I am very grateful for Treeleaf. I have forged important friendships here and found my practice guided along by pointers and teachings offered here almost against my will. I say "almost against my will" because I never considered this virtual community to be my "primary zendo." But even as I have continued to explore here and there with "realspace" sanghas, or perhaps a better term would be "gravitationally affected sanghas," I have found that my correspondence with Chet and my interactions here have had more of an impact on my practice.

The primary way this has taken place has been in the slow drift in my practice toward an almost entirely "Soto perspective." I've experienced for myself over and over that willpower, and struggle, and fireworks hinder realization, not produce it. First, you can't "produce" realization. And becoming proficient in spiritual feats tends to do nothing but shore up the ego. Not that the ego is evil, or needs to be "destroyed." But it just can't "have" realization the way it wants to, or thinks it can. The ego isn't evil, it's just a little stupid. A little slow. The ego only knows how to do and to get, so it's not really good to have it in the driver's seat of practice. And yet it puts itself there, over and over again. Trying to forcibly push it off the driver's seat never worked for me. I just pushed one version of my ego off the seat for another to take its place.

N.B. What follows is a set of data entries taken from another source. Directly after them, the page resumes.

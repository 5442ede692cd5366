//! Iterative resolution from the root down.
//!
//! Starting at a randomly chosen root server, the query is sent unmodified
//! to each server in the delegation chain until one of them answers, returns
//! an error, has nothing left to delegate to, or the hop budget runs out.
//! No delegation state survives the call.

use rand::seq::IndexedRandom;
use std::io;
use std::net::{IpAddr, SocketAddr};
use std::time::Duration;
use thiserror::Error;
use tracing::{debug, trace};

use super::lookup::{HostLookup, SystemLookup};
use crate::dns::{DecodeError, DnsMessage, RCODE_NOERROR};
use crate::transport::{DNS_PORT, Exchange};

/// The 13 root server identities.
pub const ROOT_SERVERS: [&str; 13] = [
    "a.root-servers.net",
    "b.root-servers.net",
    "c.root-servers.net",
    "d.root-servers.net",
    "e.root-servers.net",
    "f.root-servers.net",
    "g.root-servers.net",
    "h.root-servers.net",
    "i.root-servers.net",
    "j.root-servers.net",
    "k.root-servers.net",
    "l.root-servers.net",
    "m.root-servers.net",
];

/// Tunables for the delegation loop.
#[derive(Debug, Clone, PartialEq, Eq)]
pub struct ResolverConfig {
    /// Candidates for the first hop, host names or literal addresses.
    pub root_servers: Vec<String>,
    /// Destination port on every upstream server.
    pub upstream_port: u16,
    /// How long to wait for each reply.
    pub timeout: Duration,
    /// Sends per hop before the server is given up on.
    pub max_attempts: u32,
    /// Servers queried per request, the root included.
    pub max_iterations: u32,
}

impl Default for ResolverConfig {
    fn default() -> Self {
        Self {
            root_servers: ROOT_SERVERS.iter().map(|s| s.to_string()).collect(),
            upstream_port: DNS_PORT,
            timeout: Duration::from_millis(1500),
            max_attempts: 3,
            max_iterations: 16,
        }
    }
}

#[derive(Error, Debug)]
pub enum ResolutionError {
    #[error("no root servers configured")]
    NoRootServers,

    #[error("{server} did not respond after {attempts} attempts")]
    Unreachable { server: SocketAddr, attempts: u32 },

    #[error("lookup of {host} failed: {source}")]
    Lookup {
        host: String,
        #[source]
        source: io::Error,
    },

    #[error("no address found for {0}")]
    NoAddress(String),

    #[error("referral from {0} names no server")]
    MissingDelegation(SocketAddr),

    #[error("malformed upstream response: {0}")]
    Decode(#[from] DecodeError),

    #[error("upstream I/O error: {0}")]
    Io(#[from] io::Error),
}

/// Final upstream response of one resolution.
#[derive(Debug, Clone, PartialEq, Eq)]
pub struct Resolution {
    /// Raw response bytes as received from the last server.
    pub response: Vec<u8>,
    /// Number of servers queried.
    pub hops: u32,
    /// Server that produced `response`.
    pub server: SocketAddr,
}

/// Progress through the delegation chain for a single request.
#[derive(Debug, Clone, Copy, PartialEq, Eq)]
pub struct ResolutionState {
    pub server: SocketAddr,
    pub hop: u32,
    pub attempt: u32,
}

impl ResolutionState {
    fn start(server: SocketAddr) -> Self {
        Self {
            server,
            hop: 1,
            attempt: 0,
        }
    }

    fn delegate(&mut self, server: SocketAddr) {
        self.server = server;
        self.hop += 1;
        self.attempt = 0;
    }
}

enum Step {
    Done,
    Delegate(String),
}

/// The delegation-following resolver.
#[derive(Debug)]
pub struct IterativeResolver<L = SystemLookup> {
    config: ResolverConfig,
    lookup: L,
}

impl IterativeResolver<SystemLookup> {
    pub fn new(config: ResolverConfig) -> Self {
        Self::with_lookup(config, SystemLookup)
    }
}

impl<L: HostLookup> IterativeResolver<L> {
    pub fn with_lookup(config: ResolverConfig, lookup: L) -> Self {
        Self { config, lookup }
    }

    pub fn config(&self) -> &ResolverConfig {
        &self.config
    }

    /// Resolve `query` through `exchange`, returning the last response.
    ///
    /// The response bytes are returned exactly as received; flag rewriting
    /// is left to the caller.
    pub async fn resolve<E: Exchange>(
        &self,
        exchange: &mut E,
        query: &[u8],
    ) -> Result<Resolution, ResolutionError> {
        let root = self
            .config
            .root_servers
            .choose(&mut rand::rng())
            .ok_or(ResolutionError::NoRootServers)?;
        let mut state = ResolutionState::start(self.server_addr(root).await?);
        debug!(%root, server = %state.server, "starting resolution");

        loop {
            let response = self.query_hop(exchange, query, &mut state).await?;
            let message = DnsMessage::parse(response)?;

            match self.evaluate(&message, &state)? {
                Step::Done => {
                    debug!(
                        hops = state.hop,
                        server = %state.server,
                        rcode = message.response_code(),
                        answers = message.answer_count(),
                        "resolution finished"
                    );
                    return Ok(Resolution {
                        response: message.into_bytes(),
                        hops: state.hop,
                        server: state.server,
                    });
                }
                Step::Delegate(host) => {
                    let next = self.server_addr(&host).await?;
                    trace!(hop = state.hop, %host, server = %next, "following delegation");
                    state.delegate(next);
                }
            }
        }
    }

    /// Send the query to the current server, resending on silence.
    async fn query_hop<E: Exchange>(
        &self,
        exchange: &mut E,
        query: &[u8],
        state: &mut ResolutionState,
    ) -> Result<Vec<u8>, ResolutionError> {
        while state.attempt < self.config.max_attempts {
            state.attempt += 1;
            exchange.send(state.server, query).await?;

            match exchange.recv(self.config.timeout).await {
                Ok(Some(response)) => return Ok(response),
                Ok(None) => {
                    debug!(server = %state.server, attempt = state.attempt, "upstream timed out");
                }
                Err(e) => {
                    debug!(server = %state.server, attempt = state.attempt, error = %e, "upstream receive failed");
                }
            }
        }

        Err(ResolutionError::Unreachable {
            server: state.server,
            attempts: state.attempt,
        })
    }

    fn evaluate(
        &self,
        message: &DnsMessage,
        state: &ResolutionState,
    ) -> Result<Step, ResolutionError> {
        if message.answer_count() > 0
            || message.response_code() != RCODE_NOERROR
            || message.authority_count() == 0
            || state.hop >= self.config.max_iterations
        {
            return Ok(Step::Done);
        }

        match message.delegation() {
            Some(host) => Ok(Step::Delegate(host.to_string())),
            None => Err(ResolutionError::MissingDelegation(state.server)),
        }
    }

    /// Address of a server given by name; literal addresses skip the lookup.
    async fn server_addr(&self, host: &str) -> Result<SocketAddr, ResolutionError> {
        let port = self.config.upstream_port;
        if let Ok(ip) = host.parse::<IpAddr>() {
            return Ok(SocketAddr::new(ip, port));
        }

        let addrs = self
            .lookup
            .lookup(host)
            .await
            .map_err(|source| ResolutionError::Lookup {
                host: host.to_string(),
                source,
            })?;

        addrs
            .iter()
            .find(|ip| ip.is_ipv4())
            .or_else(|| addrs.first())
            .map(|ip| SocketAddr::new(*ip, port))
            .ok_or_else(|| ResolutionError::NoAddress(host.to_string()))
    }
}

Putting a million heads on top of my head.

I'm tough and can do a lot of "impressive" Zennie things like sit a long sesshin, sit through intense personal pain without flinching, do oryoki pretty accurately (after doing it wrong a hundred times :lol: ). I could probably get into doing kinhin barefoot in the snow at Mount Baldy. But not now. Because I realize the futility of all that. Nothing wrong with being tough and strong, but it's got nada to do with waking up to the truth. There are countless Zen egotists out there that do nothing but preen themselves and crow. Who impress other people just as deluded as they are. A more deluded fate than if they'd never set foot on the Zen path to begin with. Thank goodness I can throw all that out the window.

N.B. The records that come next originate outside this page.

//! DNS wire-message codec.
//!
//! Parses the parts of a DNS message the resolver needs (header, the single
//! question, the first authority record) and rewrites header flags in place.
//! Nothing here allocates a full record model: messages stay as raw bytes.

mod message;
mod name;
mod rewrite;

#[cfg(test)]
pub(crate) mod fixtures;

pub use message::{DnsMessage, Header, Question};
pub use name::{decode_name, encode_name};
pub use rewrite::{build_blocked_response, finalize_upstream_response, trim_padding};

use thiserror::Error;

/// Length of the fixed DNS header.
pub const HEADER_LEN: usize = 12;

/// Upper bound on labels plus pointer hops walked while decoding one name.
///
/// A 255-octet name has at most 127 labels, so this leaves room for the
/// terminator and any number of pointer hops a legal name can need.
pub const DEFAULT_NAME_BUDGET: usize = 255;

/// Byte used to pre-fill oversized receive buffers.
pub const SENTINEL: u8 = 0xFF;

/// Header flag bits, addressed within the 16-bit flags word (bytes 2..4).
pub const FLAG_QR: u16 = 1 << 15;
pub const MASK_OPCODE: u16 = 0x7800;
pub const FLAG_AA: u16 = 1 << 10;
pub const FLAG_TC: u16 = 1 << 9;
pub const FLAG_RD: u16 = 1 << 8;
pub const FLAG_RA: u16 = 1 << 7;
pub const MASK_Z: u16 = 0x0070;
pub const MASK_RCODE: u16 = 0x000F;

/// Response codes.
pub const RCODE_NOERROR: u8 = 0;
pub const RCODE_NXDOMAIN: u8 = 3;

/// Code written into locally refused (blocklisted) responses.
///
/// The sinkhole calls this REFUSED, but on the wire it is the value 3,
/// which standard clients read as NXDOMAIN.
pub const RCODE_BLOCKED: u8 = RCODE_NXDOMAIN;

/// Errors produced while decoding a message.
#[derive(Error, Debug, Clone, PartialEq, Eq)]
pub enum DecodeError {
    #[error("message truncated")]
    Truncated,

    #[error("compression pointer loop or name budget exceeded")]
    PointerLoop,

    #[error("reserved label type 0x{0:02x}")]
    BadLabel(u8),

    #[error("name longer than 255 octets")]
    NameTooLong,

    #[error("label longer than 63 octets")]
    LabelTooLong,

    #[error("empty label inside a name")]
    EmptyLabel,

    #[error("unsupported question count {0}, exactly one expected")]
    UnsupportedQuestionCount(u16),

    #[error("expected a query, got a response")]
    NotAQuery,

    #[error("query has no decodable question (rcode {0})")]
    MissingQuestion(u8),
}

/// Read the 16-bit flags word of a message.
pub(crate) fn read_flags(buf: &[u8]) -> Result<u16, DecodeError> {
    read_u16(buf, 2)
}

/// Read a big-endian u16 at `pos`, failing if it does not fit.
pub(crate) fn read_u16(buf: &[u8], pos: usize) -> Result<u16, DecodeError> {
    match buf.get(pos..pos + 2) {
        Some(bytes) => Ok(u16::from_be_bytes([bytes[0], bytes[1]])),
        None => Err(DecodeError::Truncated),
    }
}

Life is simple. Practice is simple. Just keep looking at what is actually here, over and over again. Look, and you might see. Or you might not. But either way, it's always there--the truth. Never anywhere else, never waiting at the end of an impressive obstacle course. I'm so grateful I have access to that knowledge now--that even if I still feel separated from my experience as if by a thick, murky glass wall, I know that no more searching or striving is required. Just to sit with this, with This, over and over again.

I'm grateful to Jundo for his kindness and humility in being willing to work with me even after I was so difficult and abrasive, and so critical of him. For welcoming me back here when he didn't have to. I'm grateful to Taigu for his wonderful teachings. I'm grateful to everyone in the sangha for sharing their life experiences and thoughts and showing me how the Dharma can take root and blossom in such a wonderfully diverse array of lives. I truly do feel part of a community here. Of people who go out there every day and deal with their lives, their jobs, their relationships, their practice, and log on to Treeleaf to share it with others who are also trying to find their way.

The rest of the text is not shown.